- [MATERIAL SHOWN]:

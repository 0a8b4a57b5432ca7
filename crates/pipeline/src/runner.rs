//! Stage runner
//!
//! Runs each stage against the shared pool, timing it and logging its
//! report. `run` executes the default sequence and stops at the first stage
//! that returns an error; stages that recover from item failures internally
//! do not stop it.

use crate::cli::Command;
use crate::validate::{ValidationReport, ValidationReporter};
use anyhow::Context;
use pubforge_common::db::{schema, DbPool, PublicationIndex};
use pubforge_common::metrics;
use pubforge_common::scholar::{ScholarSearch, SerpApiClient};
use pubforge_common::AppConfig;
use pubforge_enrichment::{
    CitationCollector, CitationReport, ClassifyReport, EnrichmentEngine, EnrichmentReport,
    PublicationClassifier,
};
use pubforge_ingestion::{CleanReport, Cleaner, IngestReport, IngestionProcessor};
use serde::Serialize;
use std::future::Future;
use std::path::Path;
use std::sync::Arc;
use std::time::Instant;
use tracing::{error, info};

/// Report of one executed stage
#[derive(Debug, Serialize)]
#[serde(tag = "stage", content = "report", rename_all = "snake_case")]
pub enum StageReport {
    Ingest(IngestReport),
    Clean(CleanReport),
    Enrich(EnrichmentReport),
    Citations(CitationReport),
    Classify(ClassifyReport),
    Validate(ValidationReport),
    InitSchema,
}

pub struct PipelineRunner {
    config: Arc<AppConfig>,
    pool: DbPool,
    search: Option<Arc<dyn ScholarSearch>>,
}

async fn timed<T, F>(stage: &'static str, work: F) -> anyhow::Result<T>
where
    F: Future<Output = anyhow::Result<T>>,
{
    info!(stage = stage, "Stage started");
    let start = Instant::now();
    let result = work.await;
    let elapsed = start.elapsed();
    metrics::record_stage_duration(stage, elapsed);

    match &result {
        Ok(_) => info!(stage = stage, elapsed_ms = elapsed.as_millis() as u64, "Stage finished"),
        Err(e) => error!(stage = stage, elapsed_ms = elapsed.as_millis() as u64, error = %e, "Stage failed"),
    }
    result
}

impl PipelineRunner {
    pub fn new(config: Arc<AppConfig>, pool: DbPool) -> Self {
        Self {
            config,
            pool,
            search: None,
        }
    }

    /// Use this search client instead of building one from configuration
    pub fn with_search(mut self, search: Arc<dyn ScholarSearch>) -> Self {
        self.search = Some(search);
        self
    }

    fn search(&self) -> anyhow::Result<Arc<dyn ScholarSearch>> {
        if let Some(search) = &self.search {
            return Ok(search.clone());
        }
        let client = SerpApiClient::new(&self.config.search)?;
        Ok(Arc::new(client))
    }

    /// Execute a command, returning the report of every stage it ran
    pub async fn execute(&self, command: &Command) -> anyhow::Result<Vec<StageReport>> {
        let report = match command {
            Command::Ingest { dataset } => StageReport::Ingest(self.ingest(dataset.as_deref()).await?),
            Command::Clean => StageReport::Clean(self.clean().await?),
            Command::Enrich { cycles } => StageReport::Enrich(self.enrich(*cycles).await?),
            Command::Citations => StageReport::Citations(self.citations().await?),
            Command::Classify => StageReport::Classify(self.classify().await?),
            Command::Validate => StageReport::Validate(self.validate().await),
            Command::InitSchema => {
                self.init_schema().await?;
                StageReport::InitSchema
            }
            Command::Run => return self.run().await,
        };
        Ok(vec![report])
    }

    /// ingest, clean, enrich, citations, validate
    pub async fn run(&self) -> anyhow::Result<Vec<StageReport>> {
        let mut reports = Vec::with_capacity(5);
        reports.push(StageReport::Ingest(self.ingest(None).await?));
        reports.push(StageReport::Clean(self.clean().await?));
        reports.push(StageReport::Enrich(self.enrich(None).await?));
        reports.push(StageReport::Citations(self.citations().await?));
        reports.push(StageReport::Validate(self.validate().await));
        info!(stages = reports.len(), "Pipeline run completed");
        Ok(reports)
    }

    pub async fn ingest(&self, dataset: Option<&Path>) -> anyhow::Result<IngestReport> {
        let path = dataset
            .map(Path::to_path_buf)
            .unwrap_or_else(|| self.config.pipeline.dataset_path.clone().into());

        timed("ingest", async {
            let mut index = PublicationIndex::load(self.pool.conn()).await?;
            let report = IngestionProcessor::new(self.pool.clone())
                .ingest(&path, &mut index)
                .await
                .with_context(|| format!("ingesting {}", path.display()))?;
            Ok::<_, anyhow::Error>(report)
        })
        .await
    }

    pub async fn clean(&self) -> anyhow::Result<CleanReport> {
        timed("clean", async {
            let report = Cleaner::new(self.pool.clone(), &self.config.pipeline)
                .clean()
                .await?;
            Ok::<_, anyhow::Error>(report)
        })
        .await
    }

    pub async fn enrich(&self, cycles: Option<u32>) -> anyhow::Result<EnrichmentReport> {
        let cycles = cycles.unwrap_or(self.config.pipeline.enrichment_cycles);

        timed("enrich", async {
            let engine = EnrichmentEngine::new(
                self.pool.clone(),
                self.search()?,
                self.config.pipeline.per_category_limit,
            );
            let mut index = PublicationIndex::load(self.pool.conn()).await?;
            let report = engine.enrich(cycles, &mut index).await?;
            Ok::<_, anyhow::Error>(report)
        })
        .await
    }

    pub async fn citations(&self) -> anyhow::Result<CitationReport> {
        timed("citations", async {
            let report = CitationCollector::new(self.pool.clone(), self.search()?)
                .collect_citations()
                .await?;
            Ok::<_, anyhow::Error>(report)
        })
        .await
    }

    pub async fn classify(&self) -> anyhow::Result<ClassifyReport> {
        timed("classify", async {
            let report = PublicationClassifier::new(self.pool.clone(), self.search()?)
                .classify()
                .await?;
            Ok::<_, anyhow::Error>(report)
        })
        .await
    }

    /// Never fails; problems are recorded in the report
    pub async fn validate(&self) -> ValidationReport {
        let start = Instant::now();
        let report = ValidationReporter::new(self.pool.clone()).validate().await;
        metrics::record_stage_duration("validate", start.elapsed());
        report
    }

    pub async fn init_schema(&self) -> anyhow::Result<()> {
        timed("init-schema", async {
            schema::create_tables(self.pool.conn()).await?;
            Ok::<_, anyhow::Error>(())
        })
        .await
    }
}

#[cfg(test)]
mod tests {
    use super::*;
    use crate::validate::ValidationStatus;
    use pubforge_common::db::testing::{memory_pool, scalar};
    use pubforge_common::scholar::{organic_result, MockSearchClient};
    use std::io::Write;
    use tokio_test::{assert_err, assert_ok};

    const DATASET: &str = r#"[
        {"id": "0704.0001", "submitter": "Pavel Nadolsky",
         "authors": "C. Balázs, E. L. Berger", "title": "Calculation of prompt diphoton production",
         "doi": "10.1103/PhysRevD.76.013009", "categories": "hep-ph", "abstract": "..."},
        {"id": "0704.0002", "submitter": "Louis Theran",
         "authors": "Ileana Streinu, Louis Theran", "title": "Sparsity-certifying Graph Decompositions",
         "doi": "10.1/sparsity", "categories": "math.CO cs.CG", "abstract": "..."},
        {"id": "0704.0003", "authors": "Someone", "title": "A",
         "doi": "10.1/short", "categories": "hep-th"}
    ]"#;

    fn dataset_file() -> tempfile::NamedTempFile {
        let mut file = tempfile::NamedTempFile::new().unwrap();
        file.write_all(DATASET.as_bytes()).unwrap();
        file
    }

    fn config_for(dataset: &Path) -> Arc<AppConfig> {
        let mut config = AppConfig::default();
        config.pipeline.dataset_path = dataset.display().to_string();
        Arc::new(config)
    }

    #[tokio::test]
    async fn test_full_run() {
        let file = dataset_file();
        let pool = memory_pool().await.unwrap();

        let search = Arc::new(MockSearchClient::new());
        search.respond_with(
            "Calculation of prompt diphoton production",
            vec![organic_result("Calculation of prompt diphoton production", "", &["C. Balázs"])],
        );
        search.respond_with(
            "Sparsity-certifying Graph Decompositions",
            vec![organic_result("Pebble game algorithms", "pg1", &["Ileana Streinu"])],
        );

        let runner = PipelineRunner::new(config_for(file.path()), pool.clone()).with_search(search);
        let reports = runner.execute(&Command::Run).await.unwrap();

        let stages: Vec<String> = reports
            .iter()
            .map(|r| serde_json::to_value(r).unwrap()["stage"].as_str().unwrap().to_string())
            .collect();
        assert_eq!(stages, vec!["ingest", "clean", "enrich", "citations", "validate"]);

        match &reports[1] {
            StageReport::Clean(report) => assert_eq!(report.short_titles_deleted, 1),
            other => panic!("unexpected report {:?}", other),
        }
        match &reports[4] {
            StageReport::Validate(report) => assert_eq!(report.status, ValidationStatus::Clean),
            other => panic!("unexpected report {:?}", other),
        }

        let publications = scalar(&pool, "SELECT COUNT(*) FROM publications", vec![]).await.unwrap();
        assert_eq!(publications, 3);
        let doi = scalar(
            &pool,
            "SELECT COUNT(*) FROM publications WHERE doi = '10.1103/PhysRevD.76.013009'",
            vec![],
        )
        .await
        .unwrap();
        assert_eq!(doi, 1);
    }

    #[tokio::test]
    async fn test_run_stops_at_failing_stage() {
        let dir = tempfile::tempdir().unwrap();
        let pool = memory_pool().await.unwrap();
        let search = Arc::new(MockSearchClient::new());

        let runner = PipelineRunner::new(config_for(&dir.path().join("missing.json")), pool)
            .with_search(search.clone());

        assert_err!(runner.execute(&Command::Run).await);
        assert!(search.calls().is_empty());
    }

    #[tokio::test]
    async fn test_search_stages_require_api_key() {
        let pool = memory_pool().await.unwrap();
        let runner = PipelineRunner::new(Arc::new(AppConfig::default()), pool);

        assert_err!(runner.enrich(Some(1)).await);
        assert_ok!(runner.execute(&Command::Validate).await);
    }
}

- [TASK OBJECTIVE]:
Every line in the data above that includes the word "display" should be copied.

- [FINISHED TASK]:
                .with_context(|| format!("ingesting {}", path.display()))?;
        config.pipeline.dataset_path = dataset.display().to_string();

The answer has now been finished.